Quando cerchi idee per un logotipo, una brand identity, o semplicemente per capire come musei, festival e teatri raccontano la propria immagine nel mondo digitale, Pinterest è spesso il primo posto in cui andare: digiti una parola chiave e ti ritrovi in un mare di reference visive, moodboard e palette già pronte.
Un esempio? Digita “Museum brand identity design” su Pinterest e questo si trasformerà nel tuo motore di ricerca fra le idee!
Ma non è l’unica risorsa possibile.
Se vuoi ampliare lo sguardo, trovare stimoli meno ripetitivi e lasciarti ispirare da piattaforme più curate e orientate al design, ci sono tre alternative che possono davvero dare una spinta nuova alla tua creatività.
1. Designinspiration – La ricerca visiva più “pulita”
È la piattaforma più simile a Pinterest in spirito, ma migliore per ordine e qualità dei contenuti.
Digiti una parola chiave (es. opera poster, museum branding, serif logo) e ti vengono proposte immagini curate, coerenti e subito utili per costruire una moodboard.
Perfetto per:
– cercare stili precisi e mirati
– costruire palette visive per campagne culturali
– trovare loghi e layout di riferimento
2. Savee – Ispirazione visiva senza rumore
Savee è un archivio visivo creato da designer per designer: qui trovi immagini di altissima qualità, curate e selezionate, senza l’effetto “scroll infinito casuale” tipico delle piattaforme più generaliste.
L’esperienza è fluida e minimale: salvi ciò che ti ispira, costruisci board molto pulite e ti muovi in un ambiente che dà spazio solo alle idee visive, senza distrazioni.
Perfetto per:
– trovare spunti visivi veloci
– moodboard eleganti e immediate
– alto livello di qualità nelle immagini
3. Cosmos – Motore di scoperta ultravisivo per creativi
Cosmos è progettato come un vero e proprio motore di scoperta visiva: fai una ricerca e ti ritrovi immerso in un flusso di idee pulito, contemporaneo e rilevante.
È meno “social” e più “strumento di lavoro”: poche interfacce superflue, zero distrazioni, solo immagini e progetti perfetti per stimolare uno sguardo creativo.
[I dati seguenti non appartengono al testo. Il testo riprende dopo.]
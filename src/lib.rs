pub mod config;
pub mod error;
pub mod pipeline;
pub mod routes;
pub mod state;
pub mod sync;
pub mod types;
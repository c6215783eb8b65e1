use chrono::NaiveDate;
use squadload_rs::pipeline::ingest::read_csv;
use squadload_rs::pipeline::normalize::{
    gps_to_raw, normalize_gps, normalize_wellness, parse_calendar_date, wellness_to_raw,
};
use squadload_rs::types::session::{DayType, GpsColumn, SessionDate};
use squadload_rs::types::table::RawTable;
use squadload_rs::types::value::NumericValue;
use squadload_rs::types::wellness::WellnessMetric;

fn fixture(name: &str) -> RawTable {
    let path = format!("{}/tests/fixtures/{}", env!("CARGO_MANIFEST_DIR"), name);
    let bytes = std::fs::read(&path).expect("fixture");
    read_csv(bytes.as_slice()).expect("csv")
}

fn date(y: i32, m: u32, d: u32) -> NaiveDate {
    NaiveDate::from_ymd_opt(y, m, d).expect("date")
}

#[test]
fn gps_sheet_rows_are_typed_and_counted() {
    let table = normalize_gps(&fixture("gps.csv"));

    assert_eq!(table.report.rows_read, 6);
    assert_eq!(table.report.rows_kept, 6);
    assert_eq!(table.report.rows_dropped, 0);
    assert_eq!(table.report.unparsed_dates, 2);

    let first = &table.records[0];
    assert_eq!(first.date, SessionDate::Date(date(2024, 1, 5)));
    assert_eq!(first.day_type, DayType::Before(1));
    assert_eq!(first.session, "Training A");
    assert_eq!(first.athlete_name, "Ana");
    assert_eq!(first.metric(GpsColumn::TotalDistance), NumericValue::Parsed(5432.1));
    assert_eq!(first.metric(GpsColumn::FootstrikeImbalance), NumericValue::Parsed(12.0));
    assert_eq!(first.metric(GpsColumn::MaxDecc), NumericValue::Parsed(-4.1));
}

#[test]
fn absent_and_unparseable_gps_cells_are_zero_filled() {
    let table = normalize_gps(&fixture("gps.csv"));
    let recovery = &table.records[5];

    assert_eq!(recovery.date, SessionDate::Unparsed("not a date".to_string()));
    assert_eq!(recovery.metric(GpsColumn::AcwrDist), NumericValue::ZeroFilled);
    assert_eq!(recovery.metric(GpsColumn::AcuteDist), NumericValue::ZeroFilled);
    // No such column in the sheet.
    assert_eq!(recovery.metric(GpsColumn::AcwrHir), NumericValue::ZeroFilled);
}

#[test]
fn gps_normalization_is_idempotent() {
    let once = normalize_gps(&fixture("gps.csv"));
    let twice = normalize_gps(&gps_to_raw(&once.records));

    assert_eq!(twice.records, once.records);
    assert_eq!(twice.report.unparsed_dates, 2);
}

#[test]
fn blank_gps_row_is_kept_with_an_empty_date() {
    let raw = read_csv(
        "date,session,athlete_name,total_distance\n2024-01-05,Training A,Ana,4000\n,,,\n".as_bytes(),
    )
    .expect("csv");
    let table = normalize_gps(&raw);

    assert_eq!(table.records.len(), 2);
    assert_eq!(table.report.rows_dropped, 0);
    assert_eq!(table.report.unparsed_dates, 1);
    assert_eq!(table.records[1].date, SessionDate::Unparsed(String::new()));
    assert_eq!(
        table.records[1].metric(GpsColumn::TotalDistance),
        NumericValue::ZeroFilled
    );
}

#[test]
fn invalid_utf8_cell_does_not_fail_the_sheet() {
    let bytes: &[u8] = b"date,session,athlete_name,total_distance\n\
2024-01-05,Training A,Mart\xEDnez,4000\n\
2024-01-05,Training A,Ana,5000\n";
    let raw = read_csv(bytes).expect("csv");

    assert_eq!(raw.len(), 2);
    assert_eq!(raw.rows()[0][2], "Mart\u{FFFD}nez");

    let table = normalize_gps(&raw);
    assert_eq!(table.records[1].athlete_name, "Ana");
    assert_eq!(
        table.records[0].metric(GpsColumn::TotalDistance),
        NumericValue::Parsed(4000.0)
    );
}

#[test]
fn unknown_gps_columns_are_kept_as_extra_metrics() {
    let raw = RawTable::new(
        vec![
            "date".into(),
            "athlete_name".into(),
            "total_distance".into(),
            "hsr_efforts".into(),
        ],
        vec![vec!["2024-02-01".into(), "Ana".into(), "4000".into(), "7,5".into()]],
    );
    let table = normalize_gps(&raw);

    assert_eq!(
        table.records[0].metrics.extra.get("hsr_efforts"),
        Some(&NumericValue::Parsed(7.5))
    );
    assert_eq!(normalize_gps(&gps_to_raw(&table.records)).records, table.records);
}

#[test]
fn wellness_rows_without_timestamp_are_dropped() {
    let table = normalize_wellness(&fixture("wellness.csv"));

    assert_eq!(table.report.rows_read, 5);
    assert_eq!(table.report.rows_kept, 3);
    assert_eq!(table.report.rows_dropped, 2);
}

#[test]
fn wellness_answers_are_scored() {
    let table = normalize_wellness(&fixture("wellness.csv"));
    let ana = &table.records[0];
    let bea = &table.records[1];

    assert_eq!(ana.date, date(2024, 3, 1));
    assert_eq!(ana.metric(WellnessMetric::Fatigue), NumericValue::Parsed(2.0));
    assert_eq!(ana.metric(WellnessMetric::Mood), NumericValue::Parsed(5.0));
    assert_eq!(ana.metric(WellnessMetric::Recovery), NumericValue::Parsed(8.0));
    assert_eq!(ana.muscle_pain_location, None);

    assert_eq!(bea.metric(WellnessMetric::Recovery), NumericValue::Missing);
    assert_eq!(bea.urine_color.as_deref(), Some("5"));
    assert_eq!(bea.sleep_hours.as_deref(), Some("5-7"));
    assert_eq!(bea.muscle_pain_location.as_deref(), Some("L"));
}

#[test]
fn wellness_normalization_is_idempotent() {
    let once = normalize_wellness(&fixture("wellness.csv"));
    let twice = normalize_wellness(&wellness_to_raw(&once.records));

    assert_eq!(twice.records, once.records);
}

#[test]
fn slash_dates_are_month_first_with_day_first_fallback() {
    assert_eq!(parse_calendar_date("01/05/2024"), Some(date(2024, 1, 5)));
    assert_eq!(parse_calendar_date("25/05/2024"), Some(date(2024, 5, 25)));
    assert_eq!(parse_calendar_date("2024-05-25"), Some(date(2024, 5, 25)));
    assert_eq!(
        parse_calendar_date("2024-05-25T10:30:00+02:00"),
        Some(date(2024, 5, 25))
    );
    assert_eq!(parse_calendar_date("yesterday"), None);
    assert_eq!(parse_calendar_date(""), None);
}

#[test]
fn short_rows_are_padded_to_the_header() {
    let raw = RawTable::new(
        vec!["\u{feff}date".into(), " athlete_name ".into(), "m_min".into()],
        vec![vec!["2024-02-01".into()]],
    );

    assert_eq!(raw.headers(), ["date", "athlete_name", "m_min"]);
    assert_eq!(raw.rows()[0].len(), 3);
}
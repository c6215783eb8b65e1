use chrono::NaiveDate;
use squadload_rs::pipeline::ingest::read_csv;
use squadload_rs::pipeline::normalize::{normalize_gps, normalize_wellness};
use squadload_rs::pipeline::report::{
    acwr_summary, athletes, player_report, session_days, session_report, wellness_daily,
    wellness_dates, wellness_players, wellness_trend, ALL_PLAYERS,
};
use squadload_rs::pipeline::risk::BandingConfig;
use squadload_rs::pipeline::workload::WorkloadEngine;
use squadload_rs::types::risk::{AcwrBand, Flag, WellnessBand};
use squadload_rs::types::session::{MetricFamily, SessionRecord};
use squadload_rs::types::wellness::{WellnessMetric, WellnessRecord};
use squadload_rs::types::workload::AcwrSource;

fn fixture(name: &str) -> Vec<u8> {
    let path = format!("{}/tests/fixtures/{}", env!("CARGO_MANIFEST_DIR"), name);
    std::fs::read(path).expect("fixture")
}

fn gps() -> Vec<SessionRecord> {
    normalize_gps(&read_csv(fixture("gps.csv").as_slice()).expect("csv")).records
}

fn wellness() -> Vec<WellnessRecord> {
    normalize_wellness(&read_csv(fixture("wellness.csv").as_slice()).expect("csv")).records
}

fn date(y: i32, m: u32, d: u32) -> NaiveDate {
    NaiveDate::from_ymd_opt(y, m, d).expect("date")
}

#[test]
fn session_days_are_newest_first() {
    let days = session_days(&gps());

    assert_eq!(days.len(), 2);
    assert_eq!(days[0].date, date(2024, 1, 6));
    assert_eq!(days[0].sessions, vec!["Match".to_string()]);
    assert_eq!(days[1].date, date(2024, 1, 5));
    assert_eq!(athletes(&gps()), vec!["Ana".to_string(), "Bea".to_string()]);
}

#[test]
fn session_report_totals_and_alerts() {
    let report = session_report(&gps(), date(2024, 1, 5), "Training A");

    assert!(report.warning.is_none());
    let totals = report.totals.expect("totals");
    assert!((totals.total_distance - 9532.1).abs() < 1e-6);
    assert!((totals.avg_total_duration - 75.0).abs() < 1e-9);

    assert_eq!(report.footstrike_alerts.len(), 1);
    assert_eq!(report.footstrike_alerts[0].athlete_name, "Ana");

    let names: Vec<&str> = report.athletes.iter().map(|a| a.athlete_name.as_str()).collect();
    assert_eq!(names, ["Ana", "Bea"]);
    assert_eq!(report.athletes[1].footstrike, Flag::Clear);
    assert!((report.athletes[0].max_speed_pct - 95.0).abs() < 1e-9);
    assert_eq!(report.charts.len(), 4);
}

#[test]
fn unknown_session_yields_warning_and_no_charts() {
    let report = session_report(&gps(), date(2024, 1, 5), "Gym");

    assert!(report.warning.is_some());
    assert!(report.totals.is_none());
    assert!(report.charts.is_empty());
}

#[test]
fn player_report_covers_dated_sessions_in_range() {
    let report = player_report(
        &gps(),
        "Ana",
        Some(date(2024, 1, 1)),
        Some(date(2024, 1, 31)),
        &WorkloadEngine::default(),
        AcwrSource::Precomputed,
    );

    assert!(report.warning.is_none());
    assert_eq!(report.sessions, 2);
    let peaks = report.peaks.expect("peaks");
    assert_eq!(peaks.max_speed, Some(32.8));
    assert_eq!(peaks.max_accel, Some(4.2));
    assert_eq!(peaks.max_decel, Some(-4.6));

    let dist = report
        .acwr
        .iter()
        .find(|t| t.family == MetricFamily::Dist)
        .expect("dist");
    let latest = dist.latest.as_ref().expect("latest");
    assert_eq!(latest.date, date(2024, 1, 6));
    assert_eq!(latest.band, AcwrBand::DangerHigh);
    assert_eq!(report.charts.len(), 6);
}

#[test]
fn player_report_with_empty_range_has_no_charts() {
    let report = player_report(
        &gps(),
        "Ana",
        Some(date(2023, 1, 1)),
        Some(date(2023, 1, 31)),
        &WorkloadEngine::default(),
        AcwrSource::Precomputed,
    );

    assert!(report.warning.is_some());
    assert_eq!(report.sessions, 0);
    assert!(report.charts.is_empty());
}

#[test]
fn player_report_needs_both_bounds() {
    let report = player_report(
        &gps(),
        "Ana",
        Some(date(2024, 1, 1)),
        None,
        &WorkloadEngine::default(),
        AcwrSource::Computed,
    );

    assert_eq!(report.warning.as_deref(), Some("Please select a start and end date."));
    assert!(report.charts.is_empty());
}

#[test]
fn acwr_summary_lists_out_of_band_athletes() {
    let summary = acwr_summary(
        &gps(),
        date(2024, 1, 6),
        &WorkloadEngine::default(),
        AcwrSource::Precomputed,
    );

    let dist = summary
        .families
        .iter()
        .find(|f| f.family == MetricFamily::Dist)
        .expect("dist");
    assert_eq!(dist.athletes.len(), 2);
    let bands: Vec<AcwrBand> = dist.alerts.iter().map(|a| a.band).collect();
    assert_eq!(bands, [AcwrBand::DangerHigh, AcwrBand::DangerLow]);

    let hir = summary
        .families
        .iter()
        .find(|f| f.family == MetricFamily::Hir)
        .expect("hir");
    assert!(hir.athletes.iter().all(|a| a.band == AcwrBand::Unavailable));
    assert!(hir.alerts.is_empty());
    assert_eq!(summary.charts.len(), 3);
}

#[test]
fn wellness_daily_bands_each_answer() {
    let daily = wellness_daily(&wellness(), Some(date(2024, 3, 1)), &BandingConfig::default());

    assert!(daily.warning.is_none());
    let fatigue = daily
        .variables
        .iter()
        .find(|v| v.metric == WellnessMetric::Fatigue)
        .expect("fatigue");
    assert_eq!(fatigue.entries[0].band, WellnessBand::Danger);
    assert_eq!(fatigue.entries[1].band, WellnessBand::Normal);

    let recovery = daily
        .variables
        .iter()
        .find(|v| v.metric == WellnessMetric::Recovery)
        .expect("recovery");
    assert_eq!(recovery.scale_max, 10.0);
    assert_eq!(recovery.entries[1].band, WellnessBand::Missing);

    assert_eq!(daily.urine_alerts.len(), 1);
    assert_eq!(daily.urine_alerts[0].name, "Bea");
    assert_eq!(daily.muscle_pain[0].value, "L");
    assert_eq!(daily.short_sleep[0].value, "5-7");
}

#[test]
fn wellness_daily_defaults_to_latest_day() {
    let records = wellness();
    let daily = wellness_daily(&records, None, &BandingConfig::default());
    assert_eq!(daily.date, Some(date(2024, 3, 2)));

    let empty = wellness_daily(&records, Some(date(2024, 2, 1)), &BandingConfig::default());
    assert!(empty.warning.is_some());
    assert!(empty.variables.is_empty());
}

#[test]
fn wellness_trend_for_the_squad_averages_each_day() {
    let trend = wellness_trend(&wellness(), Some(ALL_PLAYERS), None, None);

    assert_eq!(trend.player, ALL_PLAYERS);
    assert_eq!(trend.end, Some(date(2024, 3, 2)));
    let fatigue = trend
        .variables
        .iter()
        .find(|v| v.metric == WellnessMetric::Fatigue)
        .expect("fatigue");
    let values: Vec<Option<f64>> = fatigue.points.iter().map(|p| p.value).collect();
    assert_eq!(values, [Some(3.0), Some(3.0)]);

    let recovery = trend
        .variables
        .iter()
        .find(|v| v.metric == WellnessMetric::Recovery)
        .expect("recovery");
    assert_eq!(recovery.points[0].value, Some(8.0));
    assert_eq!(trend.muscle_pain.len(), 2);
}

#[test]
fn wellness_trend_for_one_player() {
    let trend = wellness_trend(&wellness(), Some("Ana"), None, None);

    let fatigue = trend
        .variables
        .iter()
        .find(|v| v.metric == WellnessMetric::Fatigue)
        .expect("fatigue");
    let values: Vec<Option<f64>> = fatigue.points.iter().map(|p| p.value).collect();
    assert_eq!(values, [Some(2.0), Some(3.0)]);
    assert_eq!(trend.short_sleep.len(), 1);
}

#[test]
fn wellness_trend_warnings() {
    let records = wellness();

    let half_open = wellness_trend(&records, None, Some(date(2024, 3, 1)), None);
    assert_eq!(half_open.warning.as_deref(), Some("Please select a valid date range."));
    assert!(half_open.variables.is_empty());

    let empty = wellness_trend(&records, Some("Ana"), Some(date(2023, 1, 1)), Some(date(2023, 1, 2)));
    assert_eq!(empty.warning.as_deref(), Some("No data available for this filter."));
}

#[test]
fn wellness_selectors() {
    let records = wellness();
    assert_eq!(wellness_dates(&records), [date(2024, 3, 2), date(2024, 3, 1)]);
    assert_eq!(wellness_players(&records), ["Ana", "Bea"]);
}
use crate::pipeline::normalize::{parse_calendar_date, NormalizeReport, Normalized, Normalizer};
use crate::pipeline::numeric::coerce;
use crate::types::session::{DayType, GpsColumn, GpsMetrics, SessionDate, SessionRecord, GPS_TEXT_COLUMNS};
use crate::types::table::{cell, RawTable};
use crate::types::value::CoercionMode;

pub struct GpsNormalizer;

enum NumericTarget {
    Declared(GpsColumn),
    Extra(String),
}

impl Normalizer for GpsNormalizer {
    type Record = SessionRecord;

    fn normalize(&self, raw: &RawTable) -> Normalized<SessionRecord> {
        let date_idx = raw.column_index("date");
        let day_type_idx = raw.column_index("day_type");
        let session_idx = raw.column_index("session");
        let athlete_idx = raw.column_index("athlete_name");

        let numeric: Vec<(usize, NumericTarget)> = raw
            .headers()
            .iter()
            .enumerate()
            .filter(|(_, h)| !h.is_empty() && !GPS_TEXT_COLUMNS.contains(&h.as_str()))
            .map(|(idx, h)| {
                let target = match GpsColumn::from_header(h) {
                    Some(column) => NumericTarget::Declared(column),
                    None => NumericTarget::Extra(h.clone()),
                };
                (idx, target)
            })
            .collect();

        let mut report = NormalizeReport {
            rows_read: raw.len(),
            ..Default::default()
        };
        let mut records = Vec::with_capacity(raw.len());

        for row in raw.rows() {
            let date_text = cell(row, date_idx);
            let date = match parse_calendar_date(date_text) {
                Some(d) => SessionDate::Date(d),
                None => {
                    report.unparsed_dates += 1;
                    SessionDate::Unparsed(date_text.trim().to_string())
                }
            };

            let mut metrics = GpsMetrics::default();
            for (idx, target) in &numeric {
                let value = coerce(&row[*idx], CoercionMode::ZeroFill);
                match target {
                    NumericTarget::Declared(column) => metrics.set(*column, value),
                    NumericTarget::Extra(name) => {
                        metrics.extra.insert(name.clone(), value);
                    }
                }
            }

            records.push(SessionRecord {
                date,
                session: cell(row, session_idx).trim().to_string(),
                day_type: DayType::from_cell(cell(row, day_type_idx)),
                athlete_name: cell(row, athlete_idx).trim().to_string(),
                metrics,
            });
        }

        report.rows_kept = records.len();
        if report.unparsed_dates > 0 {
            tracing::warn!(
                "GPS sheet: {} row(s) kept with an unparseable date",
                report.unparsed_dates
            );
        }

        Normalized { records, report }
    }
}

pub fn gps_to_raw(records: &[SessionRecord]) -> RawTable {
    let mut extra_headers: Vec<String> = records
        .iter()
        .flat_map(|r| r.metrics.extra.keys().cloned())
        .collect();
    extra_headers.sort();
    extra_headers.dedup();

    let mut headers: Vec<String> = GPS_TEXT_COLUMNS.iter().map(|h| h.to_string()).collect();
    headers.extend(GpsColumn::ALL.iter().map(|c| c.header().to_string()));
    headers.extend(extra_headers.iter().cloned());

    let rows = records
        .iter()
        .map(|r| {
            let mut row = vec![
                r.date.to_cell(),
                r.day_type.to_string(),
                r.session.clone(),
                r.athlete_name.clone(),
            ];
            row.extend(GpsColumn::ALL.iter().map(|c| r.metric(*c).to_cell()));
            row.extend(extra_headers.iter().map(|h| {
                r.metrics.extra.get(h).map(|v| v.to_cell()).unwrap_or_default()
            }));
            row
        })
        .collect();

    RawTable::new(headers, rows)
}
È particolarmente usato da fotografi, art director e visual designer per esplorare stili, tendenze e linguaggi visivi emergenti.
Perfetto per:
– esplorare visual design e fotografia contemporanea
– trovare connessioni stilistiche non banali
– costruire moodboard concettuali e più ragionate
Perché usarle tutte?
Perché nella comunicazione culturale serve sempre nutrire la creatività con stimoli nuovi.
Pinterest è un buon punto di partenza, ma queste piattaforme offrono una qualità più alta, meno ripetizione, più verticalità sul design e un flusso visivo molto più utile per chi lavora con identità, layout e linguaggi estetici.